Заканчивая анализ по настоящему делу, мы полагаем, что сделанные нами выводы и замечания не могут быть ослаблены соображениями о целесообразности так называемого «максимализма обвинения».

Сущность последнего сводится к тому, что «на всякий случай» предъявляется более серьезное обвинение на следствии, имея в виду, что процедура изменения на суде предъявленного более тяжелого обвинения на менее тяжелое не сопряжена с необходимостью возвращения дела к доследованию, как это обязательно в силу ст. 313 УПК, в тех случаях, когда суду приходится, наоборот, от менее серьезного обвинения переходить к более серьезному.

Но если даже и признать принципиальную допустимость и практическую целесообразность этого «максимализма» (в чем позволительно сомневаться), то все же применение его может и должно быть ограничено теми исключительными по своей сложности случаями, когда в результате всесторонне произведенного предварительного следствия, строго вдумчивой и столь же всесторонней оценки собранных доказательств, получается, пусть небольшой и нерешительный, но все же некоторый перевес в пользу более серьезного обвинения.

В данном же казусе такой перевес, если и получился, то как это ясно из всего сказанного выше, исключительно в силу недооценки одних и неправильной оценки других доказательств, а это уже нечто совершенно другое.

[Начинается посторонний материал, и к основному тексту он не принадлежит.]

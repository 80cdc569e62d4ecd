//! Type-level view of a typed program: identities, type references,
//! declarations and resolved selections.

use serde::{Deserialize, Serialize};
use std::fmt;

use super::syntax::ExprId;

/// Identifies a declared type across the whole program.
///
/// Equality is on both fields; two types with the same name in different
/// packages are different types.
#[derive(Debug, Clone, PartialEq, Eq, Hash, PartialOrd, Ord, Serialize, Deserialize)]
pub struct TypeIdentity {
    /// Canonical import path of the declaring package
    pub package: String,
    /// Type name as declared in the package scope
    pub name: String,
}

impl TypeIdentity {
    pub fn new(package: impl Into<String>, name: impl Into<String>) -> Self {
        Self {
            package: package.into(),
            name: name.into(),
        }
    }
}

impl fmt::Display for TypeIdentity {
    fn fmt(&self, f: &mut fmt::Formatter<'_>) -> fmt::Result {
        write!(f, "{}.{}", self.package, self.name)
    }
}

/// A type expression as reported by the type checker.
#[derive(Debug, Clone, PartialEq, Eq, Serialize, Deserialize)]
#[serde(tag = "kind", rename_all = "snake_case")]
pub enum TypeRef {
    /// A declared (defined) type
    Named(TypeIdentity),
    /// `*T`
    Pointer { elem: Box<TypeRef> },
    /// An unnamed interface type
    Interface,
    /// Anything else: basic types, slices, maps, funcs, type parameters...
    Other {
        #[serde(default)]
        repr: String,
    },
}

impl TypeRef {
    pub fn named(package: impl Into<String>, name: impl Into<String>) -> Self {
        Self::Named(TypeIdentity::new(package, name))
    }

    /// Wrap this type in one level of pointer indirection.
    pub fn pointer(self) -> Self {
        Self::Pointer {
            elem: Box::new(self),
        }
    }

    pub fn is_pointer(&self) -> bool {
        matches!(self, Self::Pointer { .. })
    }

    /// Strip one level of pointer indirection, if present.
    ///
    /// `*T` and `T` canonicalize to `T`; `**T` only loses one star.
    pub fn deref(&self) -> &TypeRef {
        match self {
            Self::Pointer { elem } => elem,
            other => other,
        }
    }

    /// The named type behind at most one pointer, if any.
    pub fn owner(&self) -> Option<&TypeIdentity> {
        match self.deref() {
            Self::Named(id) => Some(id),
            _ => None,
        }
    }
}

/// How a method receives its receiver.
#[derive(Debug, Clone, Copy, PartialEq, Eq, Hash, Serialize, Deserialize)]
#[serde(rename_all = "lowercase")]
pub enum ReceiverKind {
    Value,
    Pointer,
}

impl fmt::Display for ReceiverKind {
    fn fmt(&self, f: &mut fmt::Formatter<'_>) -> fmt::Result {
        match self {
            Self::Value => write!(f, "value"),
            Self::Pointer => write!(f, "pointer"),
        }
    }
}

/// A method declared directly on a named type.
#[derive(Debug, Clone, PartialEq, Eq, Serialize, Deserialize)]
pub struct MethodDecl {
    pub name: String,
    pub receiver: ReceiverKind,
}

/// A struct field. Embedded fields carry the embedded type in `ty`.
#[derive(Debug, Clone, PartialEq, Eq, Serialize, Deserialize)]
pub struct Field {
    pub name: String,
    #[serde(rename = "type")]
    pub ty: TypeRef,
    #[serde(default)]
    pub embedded: bool,
}

impl Field {
    pub fn new(name: impl Into<String>, ty: TypeRef) -> Self {
        Self {
            name: name.into(),
            ty,
            embedded: false,
        }
    }

    /// An embedded field; its name is the embedded type's name.
    pub fn embedded(ty: TypeRef) -> Self {
        let name = ty
            .owner()
            .map(|id| id.name.clone())
            .unwrap_or_default();
        Self {
            name,
            ty,
            embedded: true,
        }
    }
}

/// Underlying structure of a declared type.
#[derive(Debug, Clone, PartialEq, Eq, Serialize, Deserialize)]
#[serde(tag = "kind", rename_all = "snake_case")]
pub enum Underlying {
    Struct {
        #[serde(default)]
        fields: Vec<Field>,
    },
    Interface {
        /// Methods spelled out in the interface body
        #[serde(default)]
        methods: Vec<String>,
        /// Embedded interfaces
        #[serde(default)]
        embedded: Vec<TypeRef>,
    },
    Other {
        #[serde(default)]
        repr: String,
    },
}

/// A top-level type declaration.
#[derive(Debug, Clone, PartialEq, Eq, Serialize, Deserialize)]
pub struct TypeDecl {
    pub name: String,
    /// `type A = B`
    #[serde(default)]
    pub alias: bool,
    pub underlying: Underlying,
    #[serde(default)]
    pub methods: Vec<MethodDecl>,
}

impl TypeDecl {
    pub fn structure(name: impl Into<String>, fields: Vec<Field>) -> Self {
        Self {
            name: name.into(),
            alias: false,
            underlying: Underlying::Struct { fields },
            methods: Vec::new(),
        }
    }

    pub fn interface(name: impl Into<String>, methods: &[&str], embedded: Vec<TypeRef>) -> Self {
        Self {
            name: name.into(),
            alias: false,
            underlying: Underlying::Interface {
                methods: methods.iter().map(|m| m.to_string()).collect(),
                embedded,
            },
            methods: Vec::new(),
        }
    }

    pub fn other(name: impl Into<String>, repr: impl Into<String>) -> Self {
        Self {
            name: name.into(),
            alias: false,
            underlying: Underlying::Other { repr: repr.into() },
            methods: Vec::new(),
        }
    }

    pub fn alias_of(mut self) -> Self {
        self.alias = true;
        self
    }

    pub fn with_method(mut self, name: impl Into<String>, receiver: ReceiverKind) -> Self {
        self.methods.push(MethodDecl {
            name: name.into(),
            receiver,
        });
        self
    }
}

/// An entry of a package's top-level scope.
#[derive(Debug, Clone, PartialEq, Eq, Serialize, Deserialize)]
#[serde(tag = "kind", rename_all = "snake_case")]
pub enum Object {
    Type(TypeDecl),
    Func,
    Const,
    Var,
}

impl Object {
    /// Short description used in diagnostics.
    pub fn describe(&self) -> &'static str {
        match self {
            Self::Type(decl) if decl.alias => "type alias",
            Self::Type(_) => "type",
            Self::Func => "func",
            Self::Const => "const",
            Self::Var => "var",
        }
    }
}

/// The method a selector statically resolves to.
#[derive(Debug, Clone, PartialEq, Eq, Serialize, Deserialize)]
pub struct MethodSymbol {
    pub name: String,
    /// Receiver type as declared on the method (`T` or `*T`)
    pub recv: TypeRef,
}

impl MethodSymbol {
    pub fn new(name: impl Into<String>, recv: TypeRef) -> Self {
        Self {
            name: name.into(),
            recv,
        }
    }

    /// The type that declares this method, pointer stripped.
    pub fn owner(&self) -> Option<&TypeIdentity> {
        self.recv.owner()
    }
}

#[derive(Debug, Clone, Copy, PartialEq, Eq, Serialize, Deserialize)]
#[serde(rename_all = "snake_case")]
pub enum SelectionKind {
    /// `x.M` where `x` is a value
    MethodVal,
    /// `T.M` or `(*T).M`
    MethodExpr,
    /// `x.f` struct field
    FieldVal,
}

/// One entry of the selection index.
#[derive(Debug, Clone, PartialEq, Eq, Serialize, Deserialize)]
pub struct Selection {
    /// Selector node this entry describes
    pub expr: ExprId,
    pub kind: SelectionKind,
    /// Static type of the selector's operand
    pub recv: TypeRef,
    /// Resolved method; absent for fields and unresolved selections
    #[serde(default)]
    pub method: Option<MethodSymbol>,
}

impl Selection {
    pub fn method_val(expr: ExprId, recv: TypeRef, method: MethodSymbol) -> Self {
        Self {
            expr,
            kind: SelectionKind::MethodVal,
            recv,
            method: Some(method),
        }
    }

    pub fn method_expr(expr: ExprId, recv: TypeRef, method: MethodSymbol) -> Self {
        Self {
            expr,
            kind: SelectionKind::MethodExpr,
            recv,
            method: Some(method),
        }
    }

    pub fn field_val(expr: ExprId, recv: TypeRef) -> Self {
        Self {
            expr,
            kind: SelectionKind::FieldVal,
            recv,
            method: None,
        }
    }

    /// The resolved method, for method selections only.
    pub fn resolved_method(&self) -> Option<&MethodSymbol> {
        match self.kind {
            SelectionKind::MethodVal | SelectionKind::MethodExpr => self.method.as_ref(),
            SelectionKind::FieldVal => None,
        }
    }
}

Совокупность доказательственных фактов, как косвенных улик, изобличающих обвиняемого. Результаты неполноты начального расследования. (Дело о смерти Анфисы Ивановой)

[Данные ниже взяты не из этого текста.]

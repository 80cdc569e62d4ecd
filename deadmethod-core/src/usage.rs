//! Method usage scanning over a typed program.
//!
//! Every call expression of every file is visited. A call counts when its
//! callee is a selector that the selection index resolves to a method whose
//! declared receiver, pointer stripped, is the target type. The selector's
//! text never matters: `q.Close()` on an unrelated type resolves to that
//! type and is ignored.
//!
//! Files are scanned in parallel; each worker builds a local set and the
//! sets are merged once all files are done.

use rayon::prelude::*;
use serde::{Deserialize, Serialize};
use std::collections::BTreeMap;
use std::sync::atomic::{AtomicBool, Ordering};
use std::sync::Arc;
use tracing::{debug, trace};

use crate::error::{DeadmethodError, DeadmethodResult};
use crate::program::{CallExpr, Node, Package, Program, SourceFile, TypeIdentity, Visit};

/// Which calls count as usage of a promoted method.
#[derive(Debug, Clone, Copy, Default, PartialEq, Eq, Serialize, Deserialize)]
#[serde(rename_all = "lowercase")]
pub enum Attribution {
    /// Only the type that declares the method is credited, so `foo.Qux()`
    /// resolving to `Base.Qux` leaves `Foo`'s promoted `Qux` unused.
    #[default]
    Declared,
    /// A call also counts for the target when the call's operand has the
    /// target type, so `foo.Qux()` marks `Foo`'s promoted `Qux` as used.
    Receiver,
}

/// Cooperative cancellation for a running scan, checked between files.
#[derive(Debug, Clone, Default)]
pub struct CancellationToken(Arc<AtomicBool>);

impl CancellationToken {
    pub fn new() -> Self {
        Self::default()
    }

    pub fn cancel(&self) {
        self.0.store(true, Ordering::SeqCst);
    }

    pub fn is_cancelled(&self) -> bool {
        self.0.load(Ordering::SeqCst)
    }
}

#[derive(Debug, Clone, Default)]
pub struct ScanOptions {
    pub attribution: Attribution,
    pub cancel: Option<CancellationToken>,
}

/// Methods of the target seen at call sites.
#[derive(Debug, Clone, Default, PartialEq, Eq, Serialize)]
pub struct UsageSet {
    /// Method name -> number of matching call sites
    pub calls: BTreeMap<String, usize>,
    /// Method call sites examined, matching or not
    pub call_sites: usize,
}

impl UsageSet {
    pub fn contains(&self, name: &str) -> bool {
        self.calls.contains_key(name)
    }

    pub fn names(&self) -> impl Iterator<Item = &str> {
        self.calls.keys().map(String::as_str)
    }

    pub fn len(&self) -> usize {
        self.calls.len()
    }

    pub fn is_empty(&self) -> bool {
        self.calls.is_empty()
    }

    fn record(&mut self, name: &str) {
        *self.calls.entry(name.to_string()).or_insert(0) += 1;
    }

    fn merge(mut self, other: UsageSet) -> UsageSet {
        for (name, count) in other.calls {
            *self.calls.entry(name).or_insert(0) += count;
        }
        self.call_sites += other.call_sites;
        self
    }
}

/// Visitor collecting target method calls within one file.
struct CallCollector<'a> {
    package: &'a Package,
    target: &'a TypeIdentity,
    attribution: Attribution,
    usage: UsageSet,
}

impl<'a> CallCollector<'a> {
    fn new(package: &'a Package, target: &'a TypeIdentity, attribution: Attribution) -> Self {
        Self {
            package,
            target,
            attribution,
            usage: UsageSet::default(),
        }
    }

    fn record_call(&mut self, call: &CallExpr) {
        let Node::Selector(selector) = call.fun.as_ref() else {
            return;
        };
        let Some(selection) = self.package.selection(selector.id) else {
            trace!(package = %self.package.path, sel = %selector.sel, "unresolved selector");
            return;
        };
        let Some(method) = selection.resolved_method() else {
            return;
        };

        self.usage.call_sites += 1;

        let declared = method.owner() == Some(self.target);
        let via_operand =
            self.attribution == Attribution::Receiver && selection.recv.owner() == Some(self.target);

        if declared || via_operand {
            self.usage.record(&method.name);
        } else {
            trace!(
                package = %self.package.path,
                method = %method.name,
                "call on another type"
            );
        }
    }
}

impl<'ast, 'a> Visit<'ast> for CallCollector<'a> {
    fn visit_call(&mut self, call: &'ast CallExpr) {
        self.record_call(call);
        crate::program::syntax::visit_call(self, call);
    }
}

/// Scan one file for calls on the target.
pub fn scan_file(
    package: &Package,
    file: &SourceFile,
    target: &TypeIdentity,
    attribution: Attribution,
) -> UsageSet {
    let mut collector = CallCollector::new(package, target, attribution);
    collector.visit_node(&file.root);
    collector.usage
}

/// Scan the whole program for calls on the target's methods.
///
/// Every package is scanned, not just the one declaring the target. With a
/// cancellation token, the scan stops at the next file boundary and returns
/// [`DeadmethodError::Cancelled`]; partial results are dropped.
pub fn scan_usages(
    program: &Program,
    target: &TypeIdentity,
    options: &ScanOptions,
) -> DeadmethodResult<UsageSet> {
    let files: Vec<(&Package, &SourceFile)> = program
        .packages
        .iter()
        .flat_map(|pkg| pkg.files.iter().map(move |file| (pkg, file)))
        .collect();

    let cancelled = || {
        options
            .cancel
            .as_ref()
            .is_some_and(CancellationToken::is_cancelled)
    };

    let usage = files
        .par_iter()
        .map(|(pkg, file)| {
            if cancelled() {
                return Err(DeadmethodError::Cancelled);
            }
            Ok(scan_file(pkg, file, target, options.attribution))
        })
        .try_reduce(UsageSet::default, |a, b| Ok(a.merge(b)))?;

    if cancelled() {
        return Err(DeadmethodError::Cancelled);
    }

    debug!(
        target = %target,
        files = files.len(),
        call_sites = usage.call_sites,
        used = usage.len(),
        "scanned usages"
    );
    Ok(usage)
}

Значение сохранения обстановки происшествия до прибытия следственных органов. Трудности восстановления картины исследуемого события в момент его обнаружения путем свидетельских показаний. — Важность установления отдельных моментов, которые обычно лежат вне поля зрения свидетелей (расположение следов крови, положение трупа, его конечностей и т. п.). — Сложность проверки объяснений подозреваемого, отводящего от себя подозрение путем сокрытия улик. — Своевременный допрос свидетелей по делу. — Методы установления характера взаимоотношений между обвиняемым и потерпевшей. — Проблема плановости при производстве расследования.

Какое громадное значение имеет сохранение обстановки происшествия до прибытия следственных органов, а затем точное и подробное фиксирование ее в актах — видно из ряда конкретных иллюстраций, приведенных ранее.

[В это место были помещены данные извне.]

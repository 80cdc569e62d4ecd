//! Target type resolution.
//!
//! Turns the user's `(package path, type name)` pair into a [`TypeIdentity`]
//! that is known to exist in the loaded program and to carry a method set.

use tracing::debug;

use crate::error::{DeadmethodError, DeadmethodResult};
use crate::program::{Object, Program, TypeDecl, TypeIdentity};

/// Resolve the target type and return its declaration alongside.
pub fn resolve_decl<'p>(
    program: &'p Program,
    package: &str,
    name: &str,
) -> DeadmethodResult<(TypeIdentity, &'p TypeDecl)> {
    let pkg = program
        .package(package)
        .ok_or_else(|| DeadmethodError::package_not_found(package))?;

    let object = pkg
        .lookup(name)
        .ok_or_else(|| DeadmethodError::type_not_found(package, name))?;

    match object {
        Object::Type(decl) if !decl.alias => {
            debug!(package, type_name = name, methods = decl.methods.len(), "resolved target type");
            Ok((TypeIdentity::new(package, name), decl))
        }
        other => Err(DeadmethodError::not_a_named_type(
            package,
            name,
            other.describe(),
        )),
    }
}

/// Resolve the target type's identity.
pub fn resolve_target(
    program: &Program,
    package: &str,
    name: &str,
) -> DeadmethodResult<TypeIdentity> {
    resolve_decl(program, package, name).map(|(id, _)| id)
}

Казус, служащий предметом настоящего очерка, заслуживает внимания не только потому, что он с особой яркостью и наглядностью подтверждает значение упомянутых выше моментов. В данном случае, кроме того, мы имеем одну из довольно часто встречающихся в практике таких ситуаций в уголовном процессе, когда, за отсутствием прямых доказательств, вывод приходится строить исключительно на совокупности косвенных улик, на цепи логических умозаключений, на психологическом анализе действующих; более того, когда в числе косвенных улик нет ни одного вещественного доказательства, которое могло бы, как хотя немой, но беспристрастный и объективный свидетель, облегчить решение трудной задачи.